## Aim of the task
In the entries that follow, copy exactly each line from the first through the line with "in order and".

(Records excerpted from a collection)
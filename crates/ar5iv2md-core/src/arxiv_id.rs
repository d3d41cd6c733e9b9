//! arXiv identifier normalization.
//!
//! Accepts a bare id (new style `2010.11929`, old style `math/0301234`), either
//! one with a version suffix, an `arXiv:` prefixed id, or an arxiv.org / ar5iv
//! URL in `abs`, `pdf` or `html` form. Pure string processing; never touches
//! the network.

use crate::error::{Error, Result};
use once_cell::sync::Lazy;
use regex::Regex;
use std::fmt;
use std::str::FromStr;

static NEW_STYLE: Lazy<Regex> =
    Lazy::new(|| Regex::new(r"^([0-9]{4}\.[0-9]{4,5})(?:v([0-9]+))?$").unwrap());

static OLD_STYLE: Lazy<Regex> =
    Lazy::new(|| Regex::new(r"^([a-z-]+(?:\.[A-Z]{2})?/[0-9]{7})(?:v([0-9]+))?$").unwrap());

const ARXIV_PREFIX: &str = "arxiv:";

/// Hosts whose `abs`/`pdf`/`html` paths carry an identifier.
const KNOWN_HOSTS: &[&str] = &[
    "arxiv.org",
    "www.arxiv.org",
    "ar5iv.org",
    "www.ar5iv.org",
    "ar5iv.labs.arxiv.org",
];

const PATH_MARKERS: &[&str] = &["/abs/", "/pdf/", "/html/"];

/// A canonical arXiv identifier, optionally pinned to a version.
///
/// `id` always has one of the two canonical shapes: `YYMM.NNNNN` or
/// `category/YYMMNNN`. A missing version means "latest".
#[derive(Debug, Clone, PartialEq, Eq, Hash)]
pub struct ArxivId {
    id: String,
    version: Option<String>,
}

impl ArxivId {
    /// Normalizes `input` into an identifier. Shapes are tried in order and
    /// the first match wins.
    pub fn parse(input: &str) -> Result<Self> {
        let trimmed = input.trim();
        match_bare(trimmed)
            .or_else(|| strip_arxiv_prefix(trimmed).and_then(match_bare))
            .or_else(|| match_url(trimmed))
            .ok_or_else(|| Error::InvalidIdentifier {
                input: input.to_string(),
            })
    }

    /// The identifier without version suffix.
    pub fn id(&self) -> &str {
        &self.id
    }

    /// Version digits as given by the user (without the `v`).
    pub fn version(&self) -> Option<&str> {
        self.version.as_deref()
    }

    /// True for pre-2007 `category/YYMMNNN` identifiers.
    pub fn is_old_style(&self) -> bool {
        self.id.contains('/')
    }

    /// Directory name for the output bundle: `<id>[-v<version>]`, with the
    /// old-style `/` replaced so the bundle stays one directory deep.
    pub fn dir_name(&self) -> String {
        let base = if self.is_old_style() {
            self.id.replace('/', "_")
        } else {
            self.id.clone()
        };
        match &self.version {
            Some(v) => format!("{base}-v{v}"),
            None => base,
        }
    }
}

impl fmt::Display for ArxivId {
    fn fmt(&self, f: &mut fmt::Formatter<'_>) -> fmt::Result {
        match &self.version {
            Some(v) => write!(f, "{}v{}", self.id, v),
            None => f.write_str(&self.id),
        }
    }
}

impl FromStr for ArxivId {
    type Err = Error;

    fn from_str(s: &str) -> Result<Self> {
        ArxivId::parse(s)
    }
}

fn match_bare(s: &str) -> Option<ArxivId> {
    [&*NEW_STYLE, &*OLD_STYLE].into_iter().find_map(|re| {
        let caps = re.captures(s)?;
        Some(ArxivId {
            id: caps[1].to_string(),
            version: caps.get(2).map(|m| m.as_str().to_string()),
        })
    })
}

fn strip_arxiv_prefix(s: &str) -> Option<&str> {
    let head = s.get(..ARXIV_PREFIX.len())?;
    if head.eq_ignore_ascii_case(ARXIV_PREFIX) {
        Some(&s[ARXIV_PREFIX.len()..])
    } else {
        None
    }
}

fn match_url(s: &str) -> Option<ArxivId> {
    let parsed = url::Url::parse(s).ok()?;
    if !matches!(parsed.scheme(), "http" | "https") {
        return None;
    }
    let host = parsed.host_str()?;
    if !KNOWN_HOSTS.iter().any(|h| host.eq_ignore_ascii_case(h)) {
        return None;
    }
    let path = parsed.path();
    PATH_MARKERS.iter().find_map(|marker| {
        let start = path.find(marker)? + marker.len();
        let rest = path[start..].trim_end_matches('/');
        let rest = rest.strip_suffix(".pdf").unwrap_or(rest);
        match_bare(rest)
    })
}
//! `<table>` rendering: LaTeXML equation layouts and plain data tables.

use super::assets::AssetCollector;
use super::dom::{attr, collapse_whitespace, find_all, has_any_class, has_class, tag_name, text_content};
use super::handlers::image_markdown;
use super::math;
use html2md::{Handle, NodeData};

/// Classes LaTeXML puts on tables that only lay out numbered equations.
const EQUATION_CLASSES: &[&str] = &["ltx_equation", "ltx_equationgroup", "ltx_eqn_table"];

/// Markdown for a whole table, without surrounding blank lines.
pub(super) fn render(table: &Handle, assets: &mut AssetCollector) -> String {
    if has_any_class(table, EQUATION_CLASSES) {
        render_equations(table)
    } else {
        render_grid(table, assets)
    }
}

fn is_tag(node: &Handle, name: &str) -> bool {
    tag_name(node).as_deref() == Some(name)
}

fn rows_of(table: &Handle) -> Vec<Handle> {
    find_all(table, &|n: &Handle| is_tag(n, "tr") || is_tag(n, "table"))
        .into_iter()
        .filter(|n| is_tag(n, "tr"))
        .collect()
}

/// One `$$…$$` block per equation row, followed by its number when present.
fn render_equations(table: &Handle) -> String {
    let mut blocks = Vec::new();
    for row in rows_of(table) {
        let tex: Vec<String> = find_all(&row, &|n: &Handle| is_tag(n, "math"))
            .iter()
            .map(math::tex_source)
            .collect();
        if tex.is_empty() {
            continue;
        }
        let mut block = math::display(&tex.join(" "));
        let number = find_all(&row, &|n: &Handle| has_class(n, "ltx_tag_equation"))
            .first()
            .map(|n| collapse_whitespace(&text_content(n)))
            .filter(|s| !s.is_empty());
        if let Some(number) = number {
            block.push(' ');
            block.push_str(&number);
        }
        blocks.push(block);
    }
    blocks.join("\n\n")
}

/// GitHub pipe table; the first row is the header.
fn render_grid(table: &Handle, assets: &mut AssetCollector) -> String {
    let rows: Vec<Vec<String>> = rows_of(table)
        .iter()
        .map(|row| {
            row.children
                .borrow()
                .iter()
                .filter(|c| is_tag(c, "td") || is_tag(c, "th"))
                .map(|cell| cell_text(cell, assets))
                .collect::<Vec<String>>()
        })
        .filter(|cells| !cells.is_empty())
        .collect();

    let columns = rows.iter().map(Vec::len).max().unwrap_or(0);
    if columns == 0 {
        return String::new();
    }

    let line = |cells: &[String]| {
        let mut padded: Vec<&str> = cells.iter().map(String::as_str).collect();
        padded.resize(columns, "");
        format!("| {} |", padded.join(" | "))
    };

    let mut out = Vec::with_capacity(rows.len() + 1);
    out.push(line(rows[0].as_slice()));
    out.push(format!("|{}", " --- |".repeat(columns)));
    for row in &rows[1..] {
        out.push(line(row.as_slice()));
    }
    out.join("\n")
}

fn cell_text(cell: &Handle, assets: &mut AssetCollector) -> String {
    let mut out = String::new();
    inline_text(cell, assets, &mut out);
    collapse_whitespace(&out).replace('|', "\\|")
}

/// Flattens a cell to one line: text, inline math and images.
fn inline_text(node: &Handle, assets: &mut AssetCollector, out: &mut String) {
    match node.data {
        NodeData::Text { ref contents } => out.push_str(&contents.borrow()),
        NodeData::Element { .. } => match tag_name(node).as_deref() {
            Some("math") => out.push_str(&math::inline(node)),
            Some("img") => {
                let src = attr(node, "src").unwrap_or_default();
                if let Some(target) = assets.target_for(&src) {
                    out.push_str(&image_markdown(node, &target));
                }
            }
            Some("br") => out.push(' '),
            Some("script") | Some("style") => {}
            _ => {
                for child in node.children.borrow().iter() {
                    inline_text(child, assets, out);
                }
            }
        },
        _ => {}
    }
}
//! Error taxonomy for a single conversion run.

use std::path::PathBuf;
use thiserror::Error;

pub type Result<T> = std::result::Result<T, Error>;

#[derive(Debug, Error)]
pub enum Error {
    /// Input matched none of the accepted identifier shapes. Raised before any I/O.
    #[error("not a recognizable arXiv identifier or URL: {input:?}")]
    InvalidIdentifier { input: String },

    /// Connection failure, timeout, or non-2xx HTTP status.
    #[error("fetching {url} failed: {reason}")]
    Network { url: String, reason: String },

    /// Directory creation or file write failed.
    #[error("writing {} failed: {source}", .path.display())]
    Io {
        path: PathBuf,
        #[source]
        source: std::io::Error,
    },

    /// Config file given with `--config` could not be read or parsed.
    #[error("config {}: {reason}", .path.display())]
    Config { path: PathBuf, reason: String },
}

impl Error {
    pub(crate) fn network(url: &str, reason: impl ToString) -> Self {
        Error::Network {
            url: url.to_string(),
            reason: reason.to_string(),
        }
    }

    pub(crate) fn io(path: impl Into<PathBuf>, source: std::io::Error) -> Self {
        Error::Io {
            path: path.into(),
            source,
        }
    }

    /// Process exit code for scripting consumers.
    ///
    /// 2 is what clap uses for usage errors, so a bad config file shares it.
    pub fn exit_code(&self) -> i32 {
        match self {
            Error::InvalidIdentifier { .. } => 1,
            Error::Config { .. } => 2,
            Error::Network { .. } => 3,
            Error::Io { .. } => 4,
        }
    }
}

## Exercise result
filename crates/ar5iv2md-core/src/arxiv_id.rs
repository d3d41cd6c733e9b9
//! arXiv identifier normalization.
//!
//! Accepts a bare id (new style `2010.11929`, old style `math/0301234`), either
//! one with a version suffix, an `arXiv:` prefixed id, or an arxiv.org / ar5iv
//! URL in `abs`, `pdf` or `html` form. Pure string processing; never touches
//! the network.

use crate::error::{Error, Result};
use once_cell::sync::Lazy;
use regex::Regex;
use std::fmt;
use std::str::FromStr;

static NEW_STYLE: Lazy<Regex> =
    Lazy::new(|| Regex::new(r"^([0-9]{4}\.[0-9]{4,5})(?:v([0-9]+))?$").unwrap());

static OLD_STYLE: Lazy<Regex> =
    Lazy::new(|| Regex::new(r"^([a-z-]+(?:\.[A-Z]{2})?/[0-9]{7})(?:v([0-9]+))?$").unwrap());

const ARXIV_PREFIX: &str = "arxiv:";

/// Hosts whose `abs`/`pdf`/`html` paths carry an identifier.
const KNOWN_HOSTS: &[&str] = &[
    "arxiv.org",
    "www.arxiv.org",
    "ar5iv.org",
    "www.ar5iv.org",
    "ar5iv.labs.arxiv.org",
];

const PATH_MARKERS: &[&str] = &["/abs/", "/pdf/", "/html/"];

/// A canonical arXiv identifier, optionally pinned to a version.
///
/// `id` always has one of the two canonical shapes: `YYMM.NNNNN` or
/// `category/YYMMNNN`. A missing version means "latest".
#[derive(Debug, Clone, PartialEq, Eq, Hash)]
pub struct ArxivId {
    id: String,
    version: Option<String>,
}

impl ArxivId {
    /// Normalizes `input` into an identifier. Shapes are tried in order and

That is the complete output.